____ Task inputs

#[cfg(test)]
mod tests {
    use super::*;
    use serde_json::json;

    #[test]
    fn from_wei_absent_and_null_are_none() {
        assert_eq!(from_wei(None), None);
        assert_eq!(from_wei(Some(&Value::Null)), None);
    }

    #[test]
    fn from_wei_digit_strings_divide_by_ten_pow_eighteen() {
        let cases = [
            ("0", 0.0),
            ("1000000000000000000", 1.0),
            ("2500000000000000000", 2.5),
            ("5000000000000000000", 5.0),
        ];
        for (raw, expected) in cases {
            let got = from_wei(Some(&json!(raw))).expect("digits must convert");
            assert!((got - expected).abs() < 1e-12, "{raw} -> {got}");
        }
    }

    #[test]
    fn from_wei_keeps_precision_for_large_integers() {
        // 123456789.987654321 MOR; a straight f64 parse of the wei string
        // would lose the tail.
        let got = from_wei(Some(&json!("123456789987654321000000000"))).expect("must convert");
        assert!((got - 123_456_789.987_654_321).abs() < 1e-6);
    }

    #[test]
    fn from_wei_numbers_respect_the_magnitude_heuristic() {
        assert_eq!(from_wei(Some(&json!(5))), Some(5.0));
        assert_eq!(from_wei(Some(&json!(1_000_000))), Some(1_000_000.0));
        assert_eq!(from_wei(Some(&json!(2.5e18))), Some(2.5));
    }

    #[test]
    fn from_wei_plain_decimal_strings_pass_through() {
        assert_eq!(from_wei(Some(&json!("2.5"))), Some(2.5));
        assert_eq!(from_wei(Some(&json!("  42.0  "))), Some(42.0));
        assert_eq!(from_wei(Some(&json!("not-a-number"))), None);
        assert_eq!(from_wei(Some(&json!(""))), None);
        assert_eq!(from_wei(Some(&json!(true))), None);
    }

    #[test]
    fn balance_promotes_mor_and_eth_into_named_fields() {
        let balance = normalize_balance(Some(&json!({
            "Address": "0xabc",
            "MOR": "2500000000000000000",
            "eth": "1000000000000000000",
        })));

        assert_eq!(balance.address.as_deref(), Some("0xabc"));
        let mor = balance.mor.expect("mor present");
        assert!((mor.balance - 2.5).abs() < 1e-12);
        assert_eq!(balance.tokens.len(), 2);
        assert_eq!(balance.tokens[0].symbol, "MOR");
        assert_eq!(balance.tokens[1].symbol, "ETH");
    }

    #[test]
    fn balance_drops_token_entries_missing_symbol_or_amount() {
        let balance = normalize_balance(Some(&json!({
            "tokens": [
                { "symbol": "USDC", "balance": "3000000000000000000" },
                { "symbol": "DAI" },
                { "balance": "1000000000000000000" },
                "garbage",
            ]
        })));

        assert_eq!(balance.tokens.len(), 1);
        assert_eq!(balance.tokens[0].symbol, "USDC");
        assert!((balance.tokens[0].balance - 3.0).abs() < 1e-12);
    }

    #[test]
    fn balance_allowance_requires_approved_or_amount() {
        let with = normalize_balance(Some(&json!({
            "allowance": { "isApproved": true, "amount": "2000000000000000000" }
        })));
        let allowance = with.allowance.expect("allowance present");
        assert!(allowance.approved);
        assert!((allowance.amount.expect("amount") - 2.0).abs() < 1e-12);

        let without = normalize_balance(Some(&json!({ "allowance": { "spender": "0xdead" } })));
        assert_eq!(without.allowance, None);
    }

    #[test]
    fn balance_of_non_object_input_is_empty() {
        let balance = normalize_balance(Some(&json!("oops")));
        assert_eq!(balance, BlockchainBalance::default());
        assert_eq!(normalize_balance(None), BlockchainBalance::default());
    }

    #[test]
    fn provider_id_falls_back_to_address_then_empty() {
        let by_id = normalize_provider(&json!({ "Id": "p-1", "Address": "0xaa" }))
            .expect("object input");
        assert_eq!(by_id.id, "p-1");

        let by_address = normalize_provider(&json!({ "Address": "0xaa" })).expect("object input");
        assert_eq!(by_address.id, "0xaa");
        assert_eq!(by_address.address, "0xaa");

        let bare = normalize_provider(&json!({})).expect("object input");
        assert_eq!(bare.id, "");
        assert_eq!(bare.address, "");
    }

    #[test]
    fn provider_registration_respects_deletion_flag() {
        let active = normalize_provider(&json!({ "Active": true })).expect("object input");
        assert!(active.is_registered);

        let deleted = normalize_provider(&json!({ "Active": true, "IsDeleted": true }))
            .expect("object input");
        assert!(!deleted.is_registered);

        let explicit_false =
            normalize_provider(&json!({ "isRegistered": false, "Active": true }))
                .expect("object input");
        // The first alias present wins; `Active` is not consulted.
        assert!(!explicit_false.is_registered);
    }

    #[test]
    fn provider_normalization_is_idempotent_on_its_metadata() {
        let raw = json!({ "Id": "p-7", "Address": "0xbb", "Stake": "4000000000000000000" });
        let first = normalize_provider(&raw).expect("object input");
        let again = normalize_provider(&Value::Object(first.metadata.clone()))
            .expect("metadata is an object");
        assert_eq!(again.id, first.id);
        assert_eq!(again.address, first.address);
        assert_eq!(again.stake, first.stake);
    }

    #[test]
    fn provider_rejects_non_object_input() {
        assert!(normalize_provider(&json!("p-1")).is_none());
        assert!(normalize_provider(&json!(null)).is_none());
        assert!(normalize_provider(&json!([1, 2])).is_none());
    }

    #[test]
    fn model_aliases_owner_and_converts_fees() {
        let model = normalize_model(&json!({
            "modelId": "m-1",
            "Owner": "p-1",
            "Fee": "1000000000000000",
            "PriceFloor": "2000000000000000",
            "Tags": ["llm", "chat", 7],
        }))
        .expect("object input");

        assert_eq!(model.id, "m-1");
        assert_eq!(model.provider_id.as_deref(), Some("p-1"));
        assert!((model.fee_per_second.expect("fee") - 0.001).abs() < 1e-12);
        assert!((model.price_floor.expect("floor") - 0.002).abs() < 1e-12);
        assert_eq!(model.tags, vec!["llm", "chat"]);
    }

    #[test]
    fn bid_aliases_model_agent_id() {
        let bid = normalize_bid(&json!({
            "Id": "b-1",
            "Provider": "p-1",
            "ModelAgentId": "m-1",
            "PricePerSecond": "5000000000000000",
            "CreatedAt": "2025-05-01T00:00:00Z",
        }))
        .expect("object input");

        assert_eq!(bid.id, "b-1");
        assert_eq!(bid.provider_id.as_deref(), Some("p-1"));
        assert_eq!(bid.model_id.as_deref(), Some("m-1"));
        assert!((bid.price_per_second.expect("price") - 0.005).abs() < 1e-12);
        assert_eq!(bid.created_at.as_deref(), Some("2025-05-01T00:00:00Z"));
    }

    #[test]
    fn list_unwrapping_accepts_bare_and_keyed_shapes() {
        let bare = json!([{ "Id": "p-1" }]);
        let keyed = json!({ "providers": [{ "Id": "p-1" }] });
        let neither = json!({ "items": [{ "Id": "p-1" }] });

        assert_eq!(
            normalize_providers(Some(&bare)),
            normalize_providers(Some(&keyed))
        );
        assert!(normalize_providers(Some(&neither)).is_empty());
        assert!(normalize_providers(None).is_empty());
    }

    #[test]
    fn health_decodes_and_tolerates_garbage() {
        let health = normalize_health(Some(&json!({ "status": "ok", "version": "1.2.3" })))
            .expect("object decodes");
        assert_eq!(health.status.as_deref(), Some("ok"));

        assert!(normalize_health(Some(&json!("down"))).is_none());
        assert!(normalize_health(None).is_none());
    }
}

________

Every record needs to be reproduced exactly, with none skipped.

* **Written reply**
#[cfg(test)]
mod tests {
    use super::*;
    use serde_json::json;

    #[test]
    fn from_wei_absent_and_null_are_none() {
        assert_eq!(from_wei(None), None);
        assert_eq!(from_wei(Some(&Value::Null)), None);
    }

    #[test]
    fn from_wei_digit_strings_divide_by_ten_pow_eighteen() {
        let cases = [
            ("0", 0.0),
            ("1000000000000000000", 1.0),
            ("2500000000000000000", 2.5),
            ("5000000000000000000", 5.0),
        ];
        for (raw, expected) in cases {
            let got = from_wei(Some(&json!(raw))).expect("digits must convert");
            assert!((got - expected).abs() < 1e-12, "{raw} -> {got}");
        }
    }

    #[test]
    fn from_wei_keeps_precision_for_large_integers() {
        // 123456789.987654321 MOR; a straight f64 parse of the wei string
        // would lose the tail.
        let got = from_wei(Some(&json!("123456789987654321000000000"))).expect("must convert");
        assert!((got - 123_456_789.987_654_321).abs() < 1e-6);
    }

    #[test]
    fn from_wei_numbers_respect_the_magnitude_heuristic() {
        assert_eq!(from_wei(Some(&json!(5))), Some(5.0));
        assert_eq!(from_wei(Some(&json!(1_000_000))), Some(1_000_000.0));
        assert_eq!(from_wei(Some(&json!(2.5e18))), Some(2.5));
    }

    #[test]
    fn from_wei_plain_decimal_strings_pass_through() {
        assert_eq!(from_wei(Some(&json!("2.5"))), Some(2.5));
        assert_eq!(from_wei(Some(&json!("  42.0  "))), Some(42.0));
        assert_eq!(from_wei(Some(&json!("not-a-number"))), None);
        assert_eq!(from_wei(Some(&json!(""))), None);
        assert_eq!(from_wei(Some(&json!(true))), None);
    }

    #[test]
    fn balance_promotes_mor_and_eth_into_named_fields() {
        let balance = normalize_balance(Some(&json!({
            "Address": "0xabc",
            "MOR": "2500000000000000000",
            "eth": "1000000000000000000",
        })));

        assert_eq!(balance.address.as_deref(), Some("0xabc"));
        let mor = balance.mor.expect("mor present");
        assert!((mor.balance - 2.5).abs() < 1e-12);
        assert_eq!(balance.tokens.len(), 2);
        assert_eq!(balance.tokens[0].symbol, "MOR");
        assert_eq!(balance.tokens[1].symbol, "ETH");
    }

    #[test]
    fn balance_drops_token_entries_missing_symbol_or_amount() {
        let balance = normalize_balance(Some(&json!({
            "tokens": [
                { "symbol": "USDC", "balance": "3000000000000000000" },
                { "symbol": "DAI" },
                { "balance": "1000000000000000000" },
                "garbage",
            ]
        })));

        assert_eq!(balance.tokens.len(), 1);
        assert_eq!(balance.tokens[0].symbol, "USDC");
        assert!((balance.tokens[0].balance - 3.0).abs() < 1e-12);
    }

    #[test]
    fn balance_allowance_requires_approved_or_amount() {
        let with = normalize_balance(Some(&json!({
            "allowance": { "isApproved": true, "amount": "2000000000000000000" }
        })));
        let allowance = with.allowance.expect("allowance present");
        assert!(allowance.approved);
        assert!((allowance.amount.expect("amount") - 2.0).abs() < 1e-12);

        let without = normalize_balance(Some(&json!({ "allowance": { "spender": "0xdead" } })));
        assert_eq!(without.allowance, None);
    }

    #[test]
    fn balance_of_non_object_input_is_empty() {
        let balance = normalize_balance(Some(&json!("oops")));
        assert_eq!(balance, BlockchainBalance::default());
        assert_eq!(normalize_balance(None), BlockchainBalance::default());
    }

    #[test]
    fn provider_id_falls_back_to_address_then_empty() {
        let by_id = normalize_provider(&json!({ "Id": "p-1", "Address": "0xaa" }))
            .expect("object input");
        assert_eq!(by_id.id, "p-1");

        let by_address = normalize_provider(&json!({ "Address": "0xaa" })).expect("object input");
        assert_eq!(by_address.id, "0xaa");
        assert_eq!(by_address.address, "0xaa");

        let bare = normalize_provider(&json!({})).expect("object input");
        assert_eq!(bare.id, "");
        assert_eq!(bare.address, "");
    }

    #[test]
    fn provider_registration_respects_deletion_flag() {
        let active = normalize_provider(&json!({ "Active": true })).expect("object input");
        assert!(active.is_registered);

        let deleted = normalize_provider(&json!({ "Active": true, "IsDeleted": true }))
            .expect("object input");
        assert!(!deleted.is_registered);

        let explicit_false =
            normalize_provider(&json!({ "isRegistered": false, "Active": true }))
                .expect("object input");
        // The first alias present wins; `Active` is not consulted.
        assert!(!explicit_false.is_registered);
    }

    #[test]
    fn provider_normalization_is_idempotent_on_its_metadata() {
        let raw = json!({ "Id": "p-7", "Address": "0xbb", "Stake": "4000000000000000000" });
        let first = normalize_provider(&raw).expect("object input");
        let again = normalize_provider(&Value::Object(first.metadata.clone()))
            .expect("metadata is an object");
        assert_eq!(again.id, first.id);
        assert_eq!(again.address, first.address);
        assert_eq!(again.stake, first.stake);
    }

    #[test]
    fn provider_rejects_non_object_input() {
        assert!(normalize_provider(&json!("p-1")).is_none());
        assert!(normalize_provider(&json!(null)).is_none());
        assert!(normalize_provider(&json!([1, 2])).is_none());
    }

    #[test]
    fn model_aliases_owner_and_converts_fees() {
        let model = normalize_model(&json!({
            "modelId": "m-1",
            "Owner": "p-1",
            "Fee": "1000000000000000",
            "PriceFloor": "2000000000000000",
            "Tags": ["llm", "chat", 7],
        }))
        .expect("object input");

        assert_eq!(model.id, "m-1");
        assert_eq!(model.provider_id.as_deref(), Some("p-1"));
        assert!((model.fee_per_second.expect("fee") - 0.001).abs() < 1e-12);
        assert!((model.price_floor.expect("floor") - 0.002).abs() < 1e-12);
        assert_eq!(model.tags, vec!["llm", "chat"]);
    }

    #[test]
    fn bid_aliases_model_agent_id() {
        let bid = normalize_bid(&json!({
            "Id": "b-1",
            "Provider": "p-1",
            "ModelAgentId": "m-1",
            "PricePerSecond": "5000000000000000",
            "CreatedAt": "2025-05-01T00:00:00Z",
        }))
        .expect("object input");

        assert_eq!(bid.id, "b-1");
        assert_eq!(bid.provider_id.as_deref(), Some("p-1"));
        assert_eq!(bid.model_id.as_deref(), Some("m-1"));
        assert!((bid.price_per_second.expect("price") - 0.005).abs() < 1e-12);
        assert_eq!(bid.created_at.as_deref(), Some("2025-05-01T00:00:00Z"));
    }

    #[test]
    fn list_unwrapping_accepts_bare_and_keyed_shapes() {
        let bare = json!([{ "Id": "p-1" }]);
        let keyed = json!({ "providers": [{ "Id": "p-1" }] });
        let neither = json!({ "items": [{ "Id": "p-1" }] });

        assert_eq!(
            normalize_providers(Some(&bare)),
            normalize_providers(Some(&keyed))
        );
        assert!(normalize_providers(Some(&neither)).is_empty());
        assert!(normalize_providers(None).is_empty());
    }

    #[test]
    fn health_decodes_and_tolerates_garbage() {
        let health = normalize_health(Some(&json!({ "status": "ok", "version": "1.2.3" })))
            .expect("object decodes");
        assert_eq!(health.status.as_deref(), Some("ok"));

        assert!(normalize_health(Some(&json!("down"))).is_none());
        assert!(normalize_health(None).is_none());
    }
}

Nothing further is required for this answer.